**Exercise instructions:**
Copy every line that contains the string "single" from the entries below.

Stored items
----
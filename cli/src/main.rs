//! csrkit - build and inspect PKCS#10 certification requests
//!
//! The signing key never touches this tool. `info` writes the bytes to sign,
//! an external signer signs them, and `assemble` attaches the signature.
//!
//! ```bash
//! csrkit template > csr.yaml
//! csrkit info --template csr.yaml --public-key key.pub --out info.der
//! openssl dgst -sha256 -sign key.pem -out info.sig info.der
//! csrkit assemble --info info.der --signature info.sig > request.pem
//! csrkit inspect request.pem
//! ```

use clap::{Parser, Subcommand};
use tracing_subscriber::{EnvFilter, fmt, prelude::*};

mod assemble;
mod error;
mod info;
mod inspect;
mod output;
mod template;
mod utils;

use error::Result;

#[derive(Parser)]
#[command(name = "csrkit")]
#[command(version, about = "PKCS#10 certification request toolkit", long_about = None)]
struct Cli {
    /// Enable verbose logging
    #[arg(short, long, global = true)]
    verbose: bool,

    #[command(subcommand)]
    command: Commands,
}

#[derive(Subcommand)]
enum Commands {
    /// Print an example request template
    Template {
        #[command(flatten)]
        config: template::Config,
    },
    /// Build the DER CertificationRequestInfo to be signed
    Info {
        #[command(flatten)]
        config: info::Config,
    },
    /// Attach an external signature and write the request
    Assemble {
        #[command(flatten)]
        config: assemble::Config,
    },
    /// Decode and display a request
    Inspect {
        #[command(flatten)]
        config: inspect::Config,
    },
}

fn init_logging(verbose: bool) {
    let filter = if verbose {
        EnvFilter::try_from_default_env()
            .unwrap_or_else(|_| EnvFilter::new("csrkit=debug,pkcs10=debug,info"))
    } else {
        EnvFilter::try_from_default_env().unwrap_or_else(|_| EnvFilter::new("warn"))
    };

    tracing_subscriber::registry()
        .with(filter)
        .with(fmt::layer().with_writer(std::io::stderr))
        .init();
}

fn main() -> Result<()> {
    let cli = Cli::parse();
    init_logging(cli.verbose);

    match cli.command {
        Commands::Template { config } => template::execute(config),
        Commands::Info { config } => info::execute(config),
        Commands::Assemble { config } => assemble::execute(config),
        Commands::Inspect { config } => inspect::execute(config),
    }
}
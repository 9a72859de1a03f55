//! Error types for ASN.1 decoding.

use std::num::ParseIntError;

use thiserror::Error;

/// Errors raised while turning DER TLVs into typed elements.
#[derive(Debug, Error, PartialEq, Eq)]
pub enum Error {
    #[error("BOOLEAN: content must be a single 0x00 or 0xff octet")]
    InvalidBoolean,
    #[error("NULL: content must be empty")]
    InvalidNull,

    #[error("INTEGER: no data")]
    IntegerNoData,
    #[error("INTEGER: not minimally encoded")]
    IntegerNotMinimal,

    #[error("OBJECT IDENTIFIER: no data")]
    ObjectIdentifierNoData,
    #[error("OBJECT IDENTIFIER: incomplete encoding")]
    ObjectIdentifierIncompleteEncoding,
    #[error("OBJECT IDENTIFIER: sub-identifier has a leading 0x80 octet")]
    ObjectIdentifierNonMinimalEncoding,
    #[error("OBJECT IDENTIFIER: arc does not fit in 64 bits")]
    ObjectIdentifierArcOverflow,
    #[error("OBJECT IDENTIFIER: too few components (need at least 2)")]
    ObjectIdentifierTooFewComponents,
    #[error("OBJECT IDENTIFIER: first arc {0} must be 0, 1 or 2")]
    ObjectIdentifierInvalidFirstArc(u64),
    #[error("OBJECT IDENTIFIER: second arc {0} must be below 40 under arcs 0 and 1")]
    ObjectIdentifierInvalidSecondArc(u64),
    #[error("OBJECT IDENTIFIER: invalid component '{0}': {1}")]
    ObjectIdentifierInvalidComponent(String, ParseIntError),

    #[error("BIT STRING: no data")]
    BitStringNoData,
    #[error("BIT STRING: unused bits {0} out of range (must be 0-7)")]
    BitStringUnusedBitsOutOfRange(u8),
    #[error("BIT STRING: {0} unused bits declared on an empty string")]
    BitStringUnusedBitsWithoutData(u8),

    #[error("UTF8String: invalid UTF-8")]
    Utf8StringInvalidUtf8,
    #[error("PrintableString: invalid encoding")]
    PrintableStringInvalidEncoding,
    #[error("IA5String: invalid encoding")]
    Ia5StringInvalidEncoding,

    #[error("{0}: unexpected primitive/constructed form")]
    UnexpectedForm(&'static str),

    #[error("invalid DER encoding: {0}")]
    FailedToDecodeDer(#[from] der::error::Error),
}

pub type Result<T> = std::result::Result<T, Error>;
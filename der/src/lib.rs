//! Distinguished Encoding Rules: the raw tag-length-value layer.
//!
//! `Der` is an ordered list of top-level `Tlv`s. Universal SEQUENCE and SET
//! and constructed context-specific tags are parsed recursively; every other
//! tag keeps its content octets as-is so higher layers can interpret them.

use std::convert::Infallible;

use csrkit::decoder::{DecodableFrom, Decoder};
use csrkit::encoder::{EncodableTo, Encoder};
use nom::bytes::complete::take;
use nom::number::complete::be_u8;
use nom::{IResult, Parser};
use pem::Pem;

pub mod error;

use error::{Error, Result};

pub const TAG_CONSTRUCTED: u8 = 0x20;
const TAG_NUMBER_MASK: u8 = 0x1f;
const CLASS_MASK: u8 = 0xc0;
const CLASS_CONTEXT_SPECIFIC: u8 = 0x80;
const LENGTH_LONG_FORM: u8 = 0x80;

/// Nesting limit for constructed elements. A CSR is at most about ten levels deep.
const MAX_DEPTH: usize = 32;

type ParseResult<'a, T> = IResult<&'a [u8], T, Error>;

#[derive(Debug, Clone, PartialEq, Eq)]
pub struct Der {
    elements: Vec<Tlv>,
}

impl Der {
    pub fn new(elements: Vec<Tlv>) -> Self {
        Der { elements }
    }

    pub fn elements(&self) -> &[Tlv] {
        &self.elements
    }

    pub fn into_elements(self) -> Vec<Tlv> {
        self.elements
    }

    /// Parses every TLV in `input`, which must end exactly on an element boundary.
    pub fn parse(input: &[u8]) -> Result<Der> {
        let mut elements = Vec::new();
        let mut rest = input;
        while !rest.is_empty() {
            let (next, tlv) = Tlv::parse(rest).map_err(|e| match e {
                nom::Err::Error(e) | nom::Err::Failure(e) => e,
                nom::Err::Incomplete(_) => Error::Truncated,
            })?;
            rest = next;
            elements.push(tlv);
        }
        Ok(Der { elements })
    }

    pub fn to_bytes(&self) -> Vec<u8> {
        let mut out = Vec::new();
        for tlv in &self.elements {
            tlv.write_to(&mut out);
        }
        out
    }
}
//! The `[0] attributes` field of a certification request.
//!
//! ```asn1
//! Attributes ::= SET OF Attribute
//!
//! Attribute ::= SEQUENCE {
//!     type   OBJECT IDENTIFIER,
//!     values SET SIZE (1..MAX) OF AttributeValue
//! }
//!
//! extensionRequest ATTRIBUTE ::= {
//!     WITH SYNTAX ExtensionRequest
//!     ID pkcs-9-at-extensionRequest
//! }
//!
//! ExtensionRequest ::= Extensions
//! Extensions ::= SEQUENCE SIZE (1..MAX) OF Extension
//! ```
//!
//! The only attribute understood is a single extensionRequest. An empty list
//! is written as an empty `[0]`.

use std::convert::Infallible;

use asn1::Element;
use csrkit::decoder::{DecodableFrom, Decoder};
use csrkit::encoder::{EncodableTo, Encoder};
use serde::{Deserialize, Serialize};
use tracing::debug;

use crate::error::{Error, OidDomain, Result};
use crate::extensions::{ExtensionAttribute, ExtensionKind};
use crate::oid::EXTENSION_REQUEST;
use crate::reader::SequenceReader;

#[derive(Debug, Clone, Default, PartialEq, Eq, Serialize, Deserialize)]
#[serde(transparent)]
pub struct ExtensionAttributeList(Vec<ExtensionAttribute>);

impl ExtensionAttributeList {
    pub fn new(extensions: Vec<ExtensionAttribute>) -> Self {
        ExtensionAttributeList(extensions)
    }

    pub fn push(&mut self, extension: ExtensionAttribute) {
        self.0.push(extension);
    }

    pub fn extensions(&self) -> &[ExtensionAttribute] {
        &self.0
    }

    pub fn iter(&self) -> impl Iterator<Item = &ExtensionAttribute> {
        self.0.iter()
    }

    /// First extension of `kind`, if any.
    pub fn get(&self, kind: ExtensionKind) -> Option<&ExtensionAttribute> {
        self.0.iter().find(|ext| ext.kind() == kind)
    }

    pub fn is_empty(&self) -> bool {
        self.0.is_empty()
    }

    pub fn len(&self) -> usize {
        self.0.len()
    }
}

impl From<Vec<ExtensionAttribute>> for ExtensionAttributeList {
    fn from(extensions: Vec<ExtensionAttribute>) -> Self {
        ExtensionAttributeList(extensions)
    }
}

fn malformed(cause: Error) -> Error {
    debug!("malformed attributes container: {cause}");
    Error::MalformedAttributes(Box::new(cause))
}

/// Unwraps the container down to the extension SEQUENCE's children.
fn requested_extensions(attributes: &[Element]) -> Result<&[Element]> {
    let mut reader = SequenceReader::new("attributes", attributes);
    if reader.peek().is_none() {
        return Ok(&[]);
    }
    let attribute = reader.next("Attribute")?;
    reader.finish()?;

    let mut attribute = SequenceReader::from_sequence("Attribute", attribute)?;
    let oid = attribute.next_oid()?;
    if oid != &EXTENSION_REQUEST {
        return Err(Error::UnknownOid {
            domain: OidDomain::Attribute,
            oid: oid.clone(),
        });
    }
    let values = match attribute.next("values")? {
        Element::Set(values) => values,
        other => return Err(Error::unexpected("Attribute", "SET", other)),
    };
    attribute.finish()?;

    let mut values = SequenceReader::new("extensionRequest", values);
    let extensions = values.next("Extensions")?;
    values.finish()?;

    match extensions {
        Element::Sequence(extensions) if extensions.is_empty() => Err(Error::Truncated {
            context: "Extensions",
            expected: "at least one Extension",
        }),
        Element::Sequence(extensions) => Ok(extensions),
        other => Err(Error::unexpected("Extensions", "SEQUENCE", other)),
    }
}

impl DecodableFrom<Element> for ExtensionAttributeList {}

impl Decoder<Element, ExtensionAttributeList> for Element {
    type Error = Error;

    fn decode(&self) -> Result<ExtensionAttributeList> {
        let extensions = match self {
            Element::ContextSpecific { slot: 0, elements } => {
                requested_extensions(elements).map_err(malformed)?
            }
            other => {
                return Err(malformed(Error::unexpected("attributes", "[0]", other)));
            }
        };
        extensions
            .iter()
            .map(|ext| ext.decode())
            .collect::<Result<Vec<ExtensionAttribute>>>()
            .map(ExtensionAttributeList)
    }
}

impl EncodableTo<ExtensionAttributeList> for Element {}

impl Encoder<ExtensionAttributeList, Element> for ExtensionAttributeList {
    type Error = Infallible;

    fn encode(&self) -> std::result::Result<Element, Self::Error> {
        if self.0.is_empty() {
            return Ok(Element::ContextSpecific {
                slot: 0,
                elements: vec![],
            });
        }
        let extensions = self
            .0
            .iter()
            .map(|ext| {
                let Ok(element) = ext.encode();
                element
            })
            .collect();
        Ok(Element::ContextSpecific {
            slot: 0,
            elements: vec![Element::Sequence(vec![
                Element::ObjectIdentifier(EXTENSION_REQUEST),
                Element::Set(vec![Element::Sequence(extensions)]),
            ])],
        })
    }
}

#[cfg(test)]
mod tests {
    use std::str::FromStr;

    use asn1::{ASN1Object, ObjectIdentifier, OctetString};
    use rstest::rstest;

    use super::*;
    use crate::error::ErrorKind;
    use crate::extensions::{
        BasicConstraints, ExtendedKeyUsage, KeyPurpose, KeyUsage, KeyUsageBit,
        SubjectKeyIdentifier,
    };

    fn encode(list: &ExtensionAttributeList) -> Element {
        let Ok(element) = list.encode();
        element
    }

    fn decode(element: &Element) -> Result<ExtensionAttributeList> {
        element.decode()
    }

    fn sample() -> ExtensionAttributeList {
        ExtensionAttributeList::new(vec![
            ExtensionAttribute::ExtendedKeyUsage(ExtendedKeyUsage::new(vec![
                KeyPurpose::ServerAuth,
                KeyPurpose::CodeSigning,
            ])),
            ExtensionAttribute::KeyUsage(KeyUsage::new([
                KeyUsageBit::CrlSign,
                KeyUsageBit::DigitalSignature,
            ])),
        ])
    }

    fn wrap(attributes: Vec<Element>) -> Element {
        Element::ContextSpecific {
            slot: 0,
            elements: attributes,
        }
    }

    fn extension_request(values: Vec<Element>) -> Element {
        Element::Sequence(vec![
            Element::ObjectIdentifier(EXTENSION_REQUEST),
            Element::Set(values),
        ])
    }

    fn key_usage_extension() -> Element {
        let Ok(element) =
            ExtensionAttribute::KeyUsage(KeyUsage::new([KeyUsageBit::DigitalSignature])).encode();
        element
    }

    #[test]
    fn test_empty_list() {
        let empty = ExtensionAttributeList::default();
        assert_eq!(vec![0xa0, 0x00], encode(&empty).to_der());

        let parsed = ASN1Object::from_der(&[0xa0, 0x00]).unwrap();
        assert_eq!(empty, decode(&parsed.elements()[0]).unwrap());
    }

    #[test]
    fn test_round_trip() {
        let list = sample();
        let bytes = encode(&list).to_der();
        let parsed = ASN1Object::from_der(&bytes).unwrap();
        assert_eq!(list, decode(&parsed.elements()[0]).unwrap());
    }

    #[test]
    fn test_layout() {
        let list = ExtensionAttributeList::new(vec![ExtensionAttribute::BasicConstraints(
            BasicConstraints::default(),
        )]);
        assert_eq!(
            vec![
                0xa0, 0x1c, 0x30, 0x1a, 0x06, 0x09, 0x2a, 0x86, 0x48, 0x86, 0xf7, 0x0d, 0x01,
                0x09, 0x0e, 0x31, 0x0d, 0x30, 0x0b, 0x30, 0x09, 0x06, 0x03, 0x55, 0x1d, 0x13,
                0x04, 0x02, 0x30, 0x00,
            ],
            encode(&list).to_der()
        );
    }

    #[test]
    fn test_get_by_kind() {
        let list = sample();
        assert!(matches!(
            list.get(ExtensionKind::KeyUsage),
            Some(ExtensionAttribute::KeyUsage(_))
        ));
        assert_eq!(None, list.get(ExtensionKind::SubjectAltName));
    }

    #[rstest(
        input,
        root,
        // wrong tag
        case(
            Element::ContextSpecific { slot: 1, elements: vec![] },
            ErrorKind::UnexpectedTagShape
        ),
        case(Element::Set(vec![]), ErrorKind::UnexpectedTagShape),
        // challengePassword instead of extensionRequest
        case(
            wrap(vec![Element::Sequence(vec![
                Element::ObjectIdentifier(ObjectIdentifier::from_str("1.2.840.113549.1.9.7").unwrap()),
                Element::Set(vec![Element::UTF8String("secret".into())]),
            ])]),
            ErrorKind::UnknownOid
        ),
        // two attributes
        case(
            wrap(vec![
                extension_request(vec![Element::Sequence(vec![key_usage_extension()])]),
                extension_request(vec![Element::Sequence(vec![key_usage_extension()])]),
            ]),
            ErrorKind::TruncatedOrTrailingInput
        ),
        // two values in the SET
        case(
            wrap(vec![extension_request(vec![
                Element::Sequence(vec![key_usage_extension()]),
                Element::Sequence(vec![key_usage_extension()]),
            ])]),
            ErrorKind::TruncatedOrTrailingInput
        ),
        // empty SET
        case(wrap(vec![extension_request(vec![])]), ErrorKind::TruncatedOrTrailingInput),
        // empty extension SEQUENCE
        case(
            wrap(vec![extension_request(vec![Element::Sequence(vec![])])]),
            ErrorKind::TruncatedOrTrailingInput
        ),
        // values not a SET
        case(
            wrap(vec![Element::Sequence(vec![
                Element::ObjectIdentifier(EXTENSION_REQUEST),
                Element::Sequence(vec![]),
            ])]),
            ErrorKind::UnexpectedTagShape
        ),
        // trailing element after the values
        case(
            wrap(vec![Element::Sequence(vec![
                Element::ObjectIdentifier(EXTENSION_REQUEST),
                Element::Set(vec![Element::Sequence(vec![key_usage_extension()])]),
                Element::Null,
            ])]),
            ErrorKind::TruncatedOrTrailingInput
        )
    )]
    fn test_malformed_container(input: Element, root: ErrorKind) {
        let err = decode(&input).unwrap_err();
        assert_eq!(ErrorKind::MalformedAttributes, err.kind());
        assert_eq!(root, err.root_cause().kind());
    }

    #[test]
    fn test_extension_errors_propagate_unchanged() {
        let unknown = Element::Sequence(vec![
            Element::ObjectIdentifier(ObjectIdentifier::from_str("2.5.29.32").unwrap()),
            Element::OctetString(OctetString::from(vec![0x30, 0x00])),
        ]);
        let err = decode(&wrap(vec![extension_request(vec![Element::Sequence(vec![
            unknown,
        ])])]))
        .unwrap_err();
        assert_eq!(ErrorKind::UnknownOid, err.kind());

        let bad_payload = Element::Sequence(vec![
            Element::ObjectIdentifier(ExtensionKind::SubjectKeyId.oid()),
            Element::OctetString(OctetString::from(vec![0x05, 0x00])),
        ]);
        let err = decode(&wrap(vec![extension_request(vec![Element::Sequence(vec![
            bad_payload,
        ])])]))
        .unwrap_err();
        assert_eq!(ErrorKind::MalformedPayload, err.kind());
    }

    #[test]
    fn test_serde_keeps_order() {
        let list = ExtensionAttributeList::new(vec![
            ExtensionAttribute::SubjectKeyId(SubjectKeyIdentifier::new(vec![0x01])),
            ExtensionAttribute::BasicConstraints(BasicConstraints::default()),
        ]);
        let json = serde_json::to_string(&list).unwrap();
        assert_eq!(r#"[{"subjectKeyId":"01"},{"basicConstraints":{"ca":false}}]"#, json);
        let back: ExtensionAttributeList = serde_json::from_str(&json).unwrap();
        assert_eq!(list, back);
    }
}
----
**Result:**
    #[error("BOOLEAN: content must be a single 0x00 or 0xff octet")]
//! The only attribute understood is a single extensionRequest. An empty list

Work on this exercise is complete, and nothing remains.